===== EXERCISE DATA

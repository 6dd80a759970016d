pub(crate) mod config;
pub(crate) mod fetch;
pub(crate) mod playlist;
pub(crate) mod resource;

use shelf_catalog::FieldVisibility;

use crate::cli_types::{Commands, ConfigAction};
use crate::error::CliError;
use crate::session::Session;

/// Run a one-shot subcommand. `Shell` is handled by the caller.
pub(crate) fn dispatch(session: &mut Session, command: Commands) -> Result<(), CliError> {
    match command {
        Commands::Add(args) => resource::run_add(session, args.into()),
        Commands::List {
            page,
            fields,
            group,
        } => {
            if let Some(list) = fields {
                session.resource_fields = FieldVisibility::parse_list(&list)?;
            }
            if group {
                resource::run_list_grouped(session)
            } else {
                resource::run_list(session, page)
            }
        }
        Commands::Delete { id } => resource::run_delete(session, &id),
        Commands::FetchUpdates { sheet, file } => fetch::run_fetch_updates(session, sheet, file),
        Commands::Filter {
            criterion,
            value,
            fields,
        } => {
            if let Some(list) = fields {
                session.resource_fields = FieldVisibility::parse_list(&list)?;
            }
            resource::run_filter(session, criterion, &value)
        }
        Commands::Mark { id, status } => resource::run_mark(session, &id, &status),
        Commands::CreatePlaylist { name, resources } => {
            playlist::run_create_playlist(session, &name, &resources)
        }
        Commands::ListPlaylists { fields } => {
            if let Some(list) = fields {
                session.playlist_fields = FieldVisibility::parse_list(&list)?;
            }
            playlist::run_list_playlists(session)
        }
        Commands::ViewPlaylist { playlist } => playlist::run_view_playlist(session, &playlist),
        Commands::AddToPlaylist { playlist, id } => {
            playlist::run_add_to_playlist(session, &playlist, &id)
        }
        Commands::RemoveFromPlaylist { playlist, id } => {
            playlist::run_remove_from_playlist(session, &playlist, &id)
        }
        Commands::RandomResource => resource::run_random(session),
        Commands::Renumber { dry_run, output } => {
            resource::run_renumber(session, dry_run, output.as_deref()).map(|_| ())
        }
        Commands::Config { action } => match action {
            ConfigAction::Show => config::run_config_show(session),
            ConfigAction::Path => config::run_config_path(),
        },
        Commands::Shell => Err(CliError::other("the shell cannot be dispatched as a command")),
    }
}
//! Ingestion of external resource lists into the catalog.
//!
//! This crate owns the duplicate-resolution rule and the adapters that turn
//! spreadsheets and CSV files into candidate resources.

pub mod merge;
pub mod progress;
pub mod sheet;
pub mod source;

pub use merge::{DuplicatePolicy, MergeStats, merge_ingested, union_tags};
pub use progress::{ImportProgress, LogProgress, SilentProgress};
pub use sheet::{CsvFileSource, DEFAULT_TIMEOUT, SheetSource, parse_sheet_csv, sheet_csv_url};
pub use source::{ImportError, IngestSource, ingest};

==========

▶ _EXERCISE GOAL_
Copy every record exactly, with nothing added or dropped.

▶ _SOLUTION_
repository 6dd80a759970016d
pub(crate) mod config;
pub(crate) mod fetch;
pub(crate) mod playlist;
pub(crate) mod resource;

use shelf_catalog::FieldVisibility;

use crate::cli_types::{Commands, ConfigAction};
use crate::error::CliError;
use crate::session::Session;

/// Run a one-shot subcommand. `Shell` is handled by the caller.
pub(crate) fn dispatch(session: &mut Session, command: Commands) -> Result<(), CliError> {
    match command {
        Commands::Add(args) => resource::run_add(session, args.into()),
        Commands::List {
            page,
            fields,
            group,
        } => {
            if let Some(list) = fields {
                session.resource_fields = FieldVisibility::parse_list(&list)?;
            }
            if group {
                resource::run_list_grouped(session)
            } else {
                resource::run_list(session, page)
            }
        }
        Commands::Delete { id } => resource::run_delete(session, &id),
        Commands::FetchUpdates { sheet, file } => fetch::run_fetch_updates(session, sheet, file),
        Commands::Filter {
            criterion,
            value,
            fields,
        } => {
            if let Some(list) = fields {
                session.resource_fields = FieldVisibility::parse_list(&list)?;
            }
            resource::run_filter(session, criterion, &value)
        }
        Commands::Mark { id, status } => resource::run_mark(session, &id, &status),
        Commands::CreatePlaylist { name, resources } => {
            playlist::run_create_playlist(session, &name, &resources)
        }
        Commands::ListPlaylists { fields } => {
            if let Some(list) = fields {
                session.playlist_fields = FieldVisibility::parse_list(&list)?;
            }
            playlist::run_list_playlists(session)
        }
        Commands::ViewPlaylist { playlist } => playlist::run_view_playlist(session, &playlist),
        Commands::AddToPlaylist { playlist, id } => {
            playlist::run_add_to_playlist(session, &playlist, &id)
        }
        Commands::RemoveFromPlaylist { playlist, id } => {
            playlist::run_remove_from_playlist(session, &playlist, &id)
        }
        Commands::RandomResource => resource::run_random(session),
        Commands::Renumber { dry_run, output } => {
            resource::run_renumber(session, dry_run, output.as_deref()).map(|_| ())
        }
        Commands::Config { action } => match action {
            ConfigAction::Show => config::run_config_show(session),
            ConfigAction::Path => config::run_config_path(),
        },
        Commands::Shell => Err(CliError::other("the shell cannot be dispatched as a command")),
    }
}
//! Ingestion of external resource lists into the catalog.
//!
//! This crate owns the duplicate-resolution rule and the adapters that turn
//! spreadsheets and CSV files into candidate resources.

pub mod merge;
pub mod progress;
pub mod sheet;
pub mod source;

pub use merge::{DuplicatePolicy, MergeStats, merge_ingested, union_tags};
pub use progress::{ImportProgress, LogProgress, SilentProgress};
pub use sheet::{CsvFileSource, DEFAULT_TIMEOUT, SheetSource, parse_sheet_csv, sheet_csv_url};
pub use source::{ImportError, IngestSource, ingest};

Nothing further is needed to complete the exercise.